++++ Records supplied
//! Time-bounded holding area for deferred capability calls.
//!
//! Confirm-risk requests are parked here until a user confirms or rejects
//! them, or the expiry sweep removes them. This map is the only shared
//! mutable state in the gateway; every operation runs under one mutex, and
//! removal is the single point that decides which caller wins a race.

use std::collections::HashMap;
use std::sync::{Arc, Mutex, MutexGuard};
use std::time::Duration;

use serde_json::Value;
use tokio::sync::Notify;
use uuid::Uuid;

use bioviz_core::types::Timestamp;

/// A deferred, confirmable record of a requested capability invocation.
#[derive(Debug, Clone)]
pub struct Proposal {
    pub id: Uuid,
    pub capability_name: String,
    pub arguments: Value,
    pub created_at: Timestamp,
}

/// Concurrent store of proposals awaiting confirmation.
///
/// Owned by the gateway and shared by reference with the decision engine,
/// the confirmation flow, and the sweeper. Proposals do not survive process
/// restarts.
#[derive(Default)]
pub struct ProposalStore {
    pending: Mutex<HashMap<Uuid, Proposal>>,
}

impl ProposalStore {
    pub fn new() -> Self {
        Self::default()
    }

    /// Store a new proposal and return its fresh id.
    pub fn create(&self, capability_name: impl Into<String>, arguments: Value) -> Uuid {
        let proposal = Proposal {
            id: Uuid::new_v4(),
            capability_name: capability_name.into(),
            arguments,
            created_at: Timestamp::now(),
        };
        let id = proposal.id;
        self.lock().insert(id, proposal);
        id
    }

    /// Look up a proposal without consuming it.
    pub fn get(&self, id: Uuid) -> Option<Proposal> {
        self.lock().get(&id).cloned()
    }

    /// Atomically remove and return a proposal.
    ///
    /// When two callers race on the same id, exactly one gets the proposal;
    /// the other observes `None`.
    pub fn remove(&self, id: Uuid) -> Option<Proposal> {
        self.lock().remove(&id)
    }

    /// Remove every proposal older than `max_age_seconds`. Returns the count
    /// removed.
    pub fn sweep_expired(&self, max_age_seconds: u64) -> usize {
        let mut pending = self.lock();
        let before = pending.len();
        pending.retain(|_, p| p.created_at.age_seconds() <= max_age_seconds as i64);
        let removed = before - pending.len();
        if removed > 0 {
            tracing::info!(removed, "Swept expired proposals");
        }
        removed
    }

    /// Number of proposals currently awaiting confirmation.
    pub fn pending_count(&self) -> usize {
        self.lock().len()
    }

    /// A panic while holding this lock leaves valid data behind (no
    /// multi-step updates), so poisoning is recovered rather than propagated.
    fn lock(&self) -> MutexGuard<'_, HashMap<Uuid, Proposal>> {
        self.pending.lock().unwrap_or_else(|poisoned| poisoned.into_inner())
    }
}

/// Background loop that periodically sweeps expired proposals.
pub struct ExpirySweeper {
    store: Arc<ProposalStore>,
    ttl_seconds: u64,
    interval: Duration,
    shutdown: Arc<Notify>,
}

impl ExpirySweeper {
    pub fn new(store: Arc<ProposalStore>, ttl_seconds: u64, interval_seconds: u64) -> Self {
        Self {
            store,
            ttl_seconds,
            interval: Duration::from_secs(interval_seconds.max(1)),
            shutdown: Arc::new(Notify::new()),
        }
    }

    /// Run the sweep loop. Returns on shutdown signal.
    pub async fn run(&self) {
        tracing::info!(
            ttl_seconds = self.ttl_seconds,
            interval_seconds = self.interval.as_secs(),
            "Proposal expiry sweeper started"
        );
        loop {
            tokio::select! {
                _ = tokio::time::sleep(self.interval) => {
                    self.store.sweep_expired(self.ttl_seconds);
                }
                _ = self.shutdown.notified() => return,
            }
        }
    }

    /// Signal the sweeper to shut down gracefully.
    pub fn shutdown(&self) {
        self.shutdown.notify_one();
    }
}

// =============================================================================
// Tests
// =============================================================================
++++++++
▸ Try it
Would you filter the entries above and keep each line that has the word "HashMap"?

▸ Answer box
use std::collections::HashMap;
    pending: Mutex<HashMap<Uuid, Proposal>>,
    fn lock(&self) -> MutexGuard<'_, HashMap<Uuid, Proposal>> {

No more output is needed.